A federal court in DC decided that a Congressman's office was basically a "no go zone" for federal investigators, protected under the Constitution's speech and debate clause. It looks like the Supreme Court is letting this one pass them by. SCOTUSBlog gives a bit more of an explanation:
The Court’s denial of review in U.S. v. Rayburn House Office Building Room 2113 left intact a ruling by the D.C. Circuit Court that gives members of the House and Senate some protection under the Constitution’s Speech or Debate Clause against criminal searches — even with a warrant — of their legislative offices. The specific search at issue involved the office of Rep. William Jefferson, Louisiana Democrat, who has since been charged with bribery and other federal crimes. The Justice Department appeal argued that the Circuit Court’s decision would seriously hamper probes of corruption and criminal conduct by lawmakers.
That's awesome that the case is the United Stats government against a room in a building.
The Speech and Debate Clause, by the way, says that all Members of Congress, "shall in all Cases, except Treason, Felony, and Breach of the Peace, be privileged from Arrest during their attendance at the Session of their Respective Houses, and in going to and from the same, and for any Speech or Debate in either House, they shall not be questioned in any other Place."
Jefferson alleges that his Congressional office was protected from search, and it's difficult to understand precisely why, but then again, I'm not a lawyer. In the recent political season, the Speech and Debate clause came up with some wondering whether Larry Craig might also be protected from prosecution for his toe tapping because he was "going to and from" a session of the Senate.

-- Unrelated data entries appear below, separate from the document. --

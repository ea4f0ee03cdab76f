use async_trait::async_trait;
use chrono::{DateTime, Utc};
use serde::{Deserialize, Serialize};

use crate::workflows::screening::context::StageInput;
use crate::workflows::screening::domain::ScreeningId;
use crate::workflows::screening::payload::StagePayload;
use crate::workflows::screening::stage::{Stage, StageError, StageStatus};

use super::decision::ScreeningDecision;
use super::{bias_of, compliance_of, decision_of};

#[derive(Debug, Clone, PartialEq, Eq, Serialize, Deserialize)]
pub struct AuditEntry {
    pub stage: String,
    pub status: StageStatus,
    pub summary: String,
}

/// Durable trail of what the decision was based on.
#[derive(Debug, Clone, PartialEq, Eq, Serialize, Deserialize)]
pub struct AuditRecord {
    pub audit_id: String,
    pub screening_id: ScreeningId,
    pub recorded_at: DateTime<Utc>,
    pub decision: Option<ScreeningDecision>,
    pub compliance_verified: bool,
    pub bias_checked: bool,
    pub adverse_action_required: bool,
    pub stage_log: Vec<AuditEntry>,
}

/// Records the outcome of its dependencies. Always succeeds so that partial
/// screenings still leave a trail.
#[derive(Debug, Clone, Copy, Default)]
pub struct AuditStage;

#[async_trait]
impl Stage for AuditStage {
    async fn execute(&self, input: &StageInput) -> Result<StagePayload, StageError> {
        let stage_log = input
            .dependencies()
            .map(|result| AuditEntry {
                stage: result.stage.clone(),
                status: result.status(),
                summary: match (result.payload(), result.failure_detail()) {
                    (Some(payload), _) => payload.summary(),
                    (None, Some(failure)) => failure.to_string(),
                    (None, None) => String::new(),
                },
            })
            .collect();

        let compliance = compliance_of(input);
        let screening_id = input.screening_id().clone();

        Ok(StagePayload::Audit(AuditRecord {
            audit_id: format!("AUDIT-{screening_id}"),
            screening_id,
            recorded_at: Utc::now(),
            decision: decision_of(input).map(|outcome| outcome.decision),
            compliance_verified: compliance.is_some(),
            bias_checked: bias_of(input).is_some(),
            adverse_action_required: compliance.is_some_and(|review| review.adverse_action_required),
            stage_log,
        }))
    }
}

Why would the court sit this one out? It's hard to say. Maybe with the big Second Amendment case sitting atop the pile in their inbox, they don't want to take on more than one epochal Constitutional decision in this session.
The question is whether or not to take relief that they dodged this case. On the one hand, some politicos might breathe a sigh of relief and hope that it will make politicized prosecutions of sitting Members of Congress more difficult (although Jefferson's prosecution certainly is not politicized). On the other hand, who likes the idea that after the Tom DeLay era, sitting Members of Congress have places where it is easier for them to break the law?
Something tells me we haven't heard the last of the speech and debate clause in our time.